#### [Task directions]
What is the number of lines in the listing below that include the string "false"? Answer with that number alone.

#### [Data for review]
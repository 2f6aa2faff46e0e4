//! Allow/deny rules deciding which columns are searchable.
//!
//! One evaluator, [`AllowDenyConfig::is_allowed`], is consulted both when the
//! field catalog is built and when submitted criteria are compiled.

use crate::entity::EntityName;
use serde::Deserialize;
use std::collections::{BTreeSet, HashMap};
use std::fmt;

/// Marker that denies a whole entity.
pub const WILDCARD: &str = "*";

/// Deny rule for a single entity.
#[derive(Debug, Clone, PartialEq, Eq, Deserialize)]
#[serde(try_from = "RawDenyRule")]
#[non_exhaustive]
pub enum DenyRule {
    /// Every column of the entity is denied (`"*"`).
    All,
    /// Only the listed columns are denied.
    Columns(BTreeSet<String>),
}

#[derive(Deserialize)]
#[serde(untagged)]
enum RawDenyRule {
    Marker(String),
    Columns(Vec<String>),
}

impl TryFrom<RawDenyRule> for DenyRule {
    type Error = RulesError;

    fn try_from(raw: RawDenyRule) -> Result<Self, Self::Error> {
        match raw {
            RawDenyRule::Marker(marker) if marker == WILDCARD => Ok(Self::All),
            RawDenyRule::Marker(marker) => Err(RulesError::InvalidDenyRule { value: marker }),
            RawDenyRule::Columns(columns) => Ok(Self::Columns(columns.into_iter().collect())),
        }
    }
}

/// Error raised while loading rules from configuration.
#[derive(Debug, Clone, PartialEq, Eq)]
#[non_exhaustive]
pub enum RulesError {
    /// A deny rule was a string other than `"*"`.
    InvalidDenyRule {
        /// The offending value.
        value: String,
    },
}

impl fmt::Display for RulesError {
    fn fmt(&self, f: &mut fmt::Formatter<'_>) -> fmt::Result {
        match self {
            Self::InvalidDenyRule { value } => write!(
                f,
                "deny rule must be \"{WILDCARD}\" or a list of columns, got \"{value}\""
            ),
        }
    }
}

impl std::error::Error for RulesError {}

/// Per-entity column whitelist and blacklist.
///
/// Evaluation order for [`is_allowed`](Self::is_allowed), first match wins:
/// 1. column explicitly denied → denied
/// 2. entity denied with `"*"` → denied
/// 3. entity has an allow list that does not name the column → denied
/// 4. otherwise → allowed
///
/// An entity with an empty allow list therefore has no searchable columns.
///
/// # Example
///
/// ```
/// use yummy_sql::{AllowDenyConfig, EntityName};
///
/// let rules = AllowDenyConfig::new()
///     .allow("Orders", &["status", "total"])
///     .deny("Orders", &["total"])
///     .deny_all("Users");
///
/// let orders = EntityName::new("orders");
/// assert!(rules.is_allowed(&orders, "status"));
/// assert!(!rules.is_allowed(&orders, "total"));
/// assert!(!rules.is_allowed(&orders, "secret"));
/// assert!(!rules.is_allowed(&EntityName::new("Users"), "email"));
/// assert!(rules.is_allowed(&EntityName::new("Customers"), "email"));
/// ```
#[derive(Debug, Clone, Default, PartialEq, Eq, Deserialize)]
#[serde(default, deny_unknown_fields)]
pub struct AllowDenyConfig {
    deny: HashMap<EntityName, DenyRule>,
    allow: HashMap<EntityName, BTreeSet<String>>,
}

impl AllowDenyConfig {
    /// Rules that allow every column of every entity.
    #[must_use]
    pub fn new() -> Self {
        Self::default()
    }

    /// Deny every column of `entity`.
    #[must_use]
    pub fn deny_all(mut self, entity: &str) -> Self {
        self.deny.insert(EntityName::new(entity), DenyRule::All);
        self
    }

    /// Deny specific columns of `entity`.
    ///
    /// Has no effect if the entity is already denied with `"*"`.
    #[must_use]
    pub fn deny(mut self, entity: &str, columns: &[&str]) -> Self {
        let rule = self
            .deny
            .entry(EntityName::new(entity))
            .or_insert_with(|| DenyRule::Columns(BTreeSet::new()));
        if let DenyRule::Columns(denied) = rule {
            denied.extend(columns.iter().map(|c| (*c).to_string()));
        }
        self
    }

    /// Restrict `entity` to the listed columns.
    ///
    /// Calling it again for the same entity extends the list.
    #[must_use]
    pub fn allow(mut self, entity: &str, columns: &[&str]) -> Self {
        self.allow
            .entry(EntityName::new(entity))
            .or_default()
            .extend(columns.iter().map(|c| (*c).to_string()));
        self
    }

    /// Whether `column` of `entity` may be searched.
    #[must_use]
    pub fn is_allowed(&self, entity: &EntityName, column: &str) -> bool {
        match self.deny.get(entity) {
            Some(DenyRule::Columns(denied)) if denied.contains(column) => return false,
            Some(DenyRule::All) => return false,
            _ => {},
        }

        match self.allow.get(entity) {
            Some(allowed) => allowed.contains(column),
            None => true,
        }
    }

    /// Deny rule configured for `entity`, if any.
    #[must_use]
    pub fn deny_rule(&self, entity: &EntityName) -> Option<&DenyRule> {
        self.deny.get(entity)
    }

    /// Allow list configured for `entity`, if any.
    #[must_use]
    pub fn allow_list(&self, entity: &EntityName) -> Option<&BTreeSet<String>> {
        self.allow.get(entity)
    }
}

#### [Reply to the task]
2